The 2022 Texas Rangers roster as of now: Left Fielders
Certainties: Willie Calhoun
This is heavily asterisked. Houston Astro style.
Willie Calhoun’s character arc, to this point, has really disappointed me. I love the guy to death. He’s one of the easiest players on the team to pull for. He’s been through traumatic injuries, he’s one of the more tenured players on the team, and even still he just hasn’t really stuck the landing yet.
The problem is, he was supposed to be the key piece of the Yu Darvish trade with Los Angeles in 2017. In January of 2022, we’re sitting here talking about A.J. Alexy’s short 2021 stint and giving him the spotlight. He’s been hurt so often that he hasn’t been able to be relied upon. Calhoun hasn’t produced an OBP above .310 since his rookie season, he’s only accumulated 200 or more at-bats in a season twice, and forget about being a certainty at left field. He may not be a certainty for the roster at all.

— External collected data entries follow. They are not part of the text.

//! Completes the cosmological parameter set.
//!
//! Samplers usually vary a convenient subset (`omega_m`, `h0`, `ombh2`,
//! ...). This module derives the rest from a fixed table of relations,
//! applied repeatedly until none adds anything new. Values that are
//! over-specified must agree to within `tolerance`, otherwise the point
//! is invalid.
//!
//! Options:
//!
//! | key | default | meaning |
//! |-----|---------|---------|
//! | `tolerance` | `1e-3` | relative disagreement allowed for over-specified values |
//! | `extra_relations` | none | `name=expr, name=expr` user relations |
//! | `cosmomc_theta` | `F` | derive `h0` from `cosmomc_theta` (100 θ) |

use super::cosmo::theta_star;
use super::expr::{parse_relations, Relation};
use cosmix_block::DataBlock;
use cosmix_module::{ConfigureContext, Module, ModuleError, Outcome};
use cosmix_types::names::COSMOLOGICAL_PARAMETERS as CP;
use indexmap::IndexMap;
use tracing::debug;

const CORE_RELATIONS: &str = "\
    omega_m = omega_c + omega_b + omega_nu, \
    omega_c = omega_m - omega_b - omega_nu, \
    omega_b = omega_m - omega_c - omega_nu, \
    h0 = hubble / 100, \
    hubble = h0 * 100, \
    ombh2 = omega_b * h0^2, \
    omega_b = ombh2 / h0^2, \
    h0 = sqrt(ombh2 / omega_b), \
    omch2 = omega_c * h0^2, \
    omega_c = omch2 / h0^2, \
    h0 = sqrt(omch2 / omega_c), \
    omnuh2 = omega_nu * h0^2, \
    omega_nu = omnuh2 / h0^2, \
    ommh2 = omega_m * h0^2, \
    omega_m = ommh2 / h0^2, \
    h0 = sqrt(ommh2 / omega_m), \
    omega_lambda = 1 - omega_m - omega_k, \
    omega_k = 1 - omega_m - omega_lambda, \
    omega_m = 1 - omega_lambda - omega_k, \
    baryon_fraction = omega_b / omega_m, \
    omega_b = baryon_fraction * omega_m";

/// Values assumed when nothing else determines them.
const DEFAULTS: [(&str, f64); 2] = [("omega_nu", 0.0), ("omega_k", 0.0)];

/// Range searched when solving for `h0`.
const H0_BRACKET: (f64, f64) = (0.2, 1.5);

#[derive(Debug, Default)]
pub struct Consistency {
    relations: Vec<Relation>,
    tolerance: f64,
    from_theta: bool,
}

impl Consistency {
    #[must_use]
    pub fn new() -> Self {
        Self::default()
    }

    /// Applies every relation whose inputs are known until nothing changes.
    ///
    /// Returns the first disagreement, if any.
    fn close(&self, known: &mut IndexMap<String, f64>) -> Option<String> {
        loop {
            let mut added = false;
            for relation in &self.relations {
                let lookup = |name: &str| known.get(name).copied();
                let Some(value) = relation.expr.eval(&lookup) else {
                    continue;
                };
                if !value.is_finite() {
                    continue;
                }
                match known.get(&relation.target) {
                    Some(&existing) => {
                        let scale = existing.abs().max(value.abs());
                        if (existing - value).abs() > self.tolerance * scale + 1e-12 {
                            return Some(format!(
                                "{} = {existing} disagrees with {value} derived from other parameters",
                                relation.target
                            ));
                        }
                    }
                    None => {
                        known.insert(relation.target.clone(), value);
                        added = true;
                    }
                }
            }
            if !added {
                return None;
            }
        }
    }

    /// Solves `θ(h0) = cosmomc_theta / 100` by bisection.
    ///
    /// The inner `Err` is a reason the point is invalid.
    fn h0_from_theta(&self, block: &DataBlock) -> Result<Result<f64, String>, ModuleError> {
        let target = block.get_real(CP, "cosmomc_theta")? / 100.0;
        let ombh2 = block.get_real(CP, "ombh2")?;
        let omch2 = block.get_real(CP, "omch2")?;
        let omnuh2 = block.get_real_or(CP, "omnuh2", 0.0)?;
        let omega_k = block.get_real_or(CP, "omega_k", 0.0)?;
        let w0 = block.get_real_or(CP, "w", -1.0)?;
        let wa = block.get_real_or(CP, "wa", 0.0)?;

        let residual = |h: f64| theta_star(h, ombh2, omch2, omnuh2, omega_k, w0, wa) - target;
        let (mut lo, mut hi) = H0_BRACKET;
        let (f_lo, f_hi) = (residual(lo), residual(hi));
        if !(f_lo.is_finite() && f_hi.is_finite()) || f_lo.signum() == f_hi.signum() {
            return Ok(Err(format!(
                "cosmomc_theta = {} has no solution for h0 in [{lo}, {hi}]",
                target * 100.0
            )));
        }
        for _ in 0..60 {
            let mid = 0.5 * (lo + hi);
            if residual(mid).signum() == f_lo.signum() {
                lo = mid;
            } else {
                hi = mid;
            }
        }
        Ok(Ok(0.5 * (lo + hi)))
    }
}

impl Module for Consistency {
    fn configure(&mut self, ctx: &mut ConfigureContext<'_>) -> Result<(), ModuleError> {
        let section = ctx.section().to_string();
        self.tolerance = ctx.get_real_or("tolerance", 1e-3)?;
        if self.tolerance.is_nan() || self.tolerance < 0.0 {
            return Err(ModuleError::invalid(&section, "tolerance", "must be non-negative"));
        }
        self.from_theta = ctx.get_bool_or("cosmomc_theta", false)?;
        if self.from_theta {
            for key in ["h0", "hubble"] {
                if ctx.is_parameter(CP, key) {
                    return Err(ModuleError::Config(format!(
                        "{CP}/{key} is derived from cosmomc_theta and must not be specified directly"
                    )));
                }
            }
        }

        self.relations = parse_relations(CORE_RELATIONS)
            .map_err(|e| ModuleError::Config(e.to_string()))?;
        let extra = ctx.get_str_or("extra_relations", "")?;
        let extra = parse_relations(&extra)
            .map_err(|e| ModuleError::invalid(&section, "extra_relations", e.to_string()))?;
        debug!(extra = extra.len(), from_theta = self.from_theta, "consistency.configured");
        self.relations.extend(extra);
        Ok(())
    }

    fn execute(&self, block: &mut DataBlock) -> Result<Outcome, ModuleError> {
        if self.from_theta {
            match self.h0_from_theta(block)? {
                Ok(h0) => block.put(CP, "h0", h0)?,
                Err(reason) => return Ok(Outcome::invalid(reason)),
            }
        }

        let mut known: IndexMap<String, f64> = block
            .entries(CP)
            .filter_map(|(k, v)| v.as_real().map(|x| (k.to_string(), x)))
            .collect();
        let given = known.len();

        if let Some(reason) = self.close(&mut known) {
            return Ok(Outcome::invalid(reason));
        }
        let mut defaulted = false;
        for (name, value) in DEFAULTS {
            if !known.contains_key(name) {
                known.insert(name.to_string(), value);
                defaulted = true;
            }
        }
        if defaulted {
            if let Some(reason) = self.close(&mut known) {
                return Ok(Outcome::invalid(reason));
            }
        }

        for (name, value) in known.iter().skip(given) {
            block.put(CP, name, *value)?;
        }
        Ok(Outcome::Success)
    }
}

Calhoun only started 67 games in 2021, a mere 38 of them in left field. Five different Rangers started 18 or more games in left field in 2021, and Calhoun is the safest bet going forward to hold that position down. Eli White is the only player likely to return from that group aside from Calhoun. Until the Rangers can find “the” guy, it’s probably up to Calhoun to get the job done. It sucks. Willie is a great dude and deserves to win, but he has done very little with a very short playing window and it’s all but put up or shut up time from him. Do I think he’s the most likely option to start the season at left field? Yes. But it’s going to take a lot for him to stay there, and his shelf life is ticking.
Dark Horse: Seiya Suzuki
The Japanese superstar still wants to play in Major League Baseball in 2022, despite all the drama surrounding the lockout. Although many clubs will clamor and pine for his talent, a Suzuki signing in Texas gives the Rangers a fresh shot of energy. He’s an electric player with power, swagger, and plenty of tenure playing in Japan. Texas has been called home by a plethora of Japanese players, particularly in recent years, including but not limited to: Yu Darvish, Kohei Arihara, Kyuji Fujikawa, Kojei Uehara, and Akinori Otsuka. Reports have listed Texas as a suitor Suzuki would prefer. A fresh, brand new hitters park for one of the most electric batters in Japan? Getting in on the cusp of a team hungry for competition very soon? These could be very luring propositions for a player itching for a new challenge.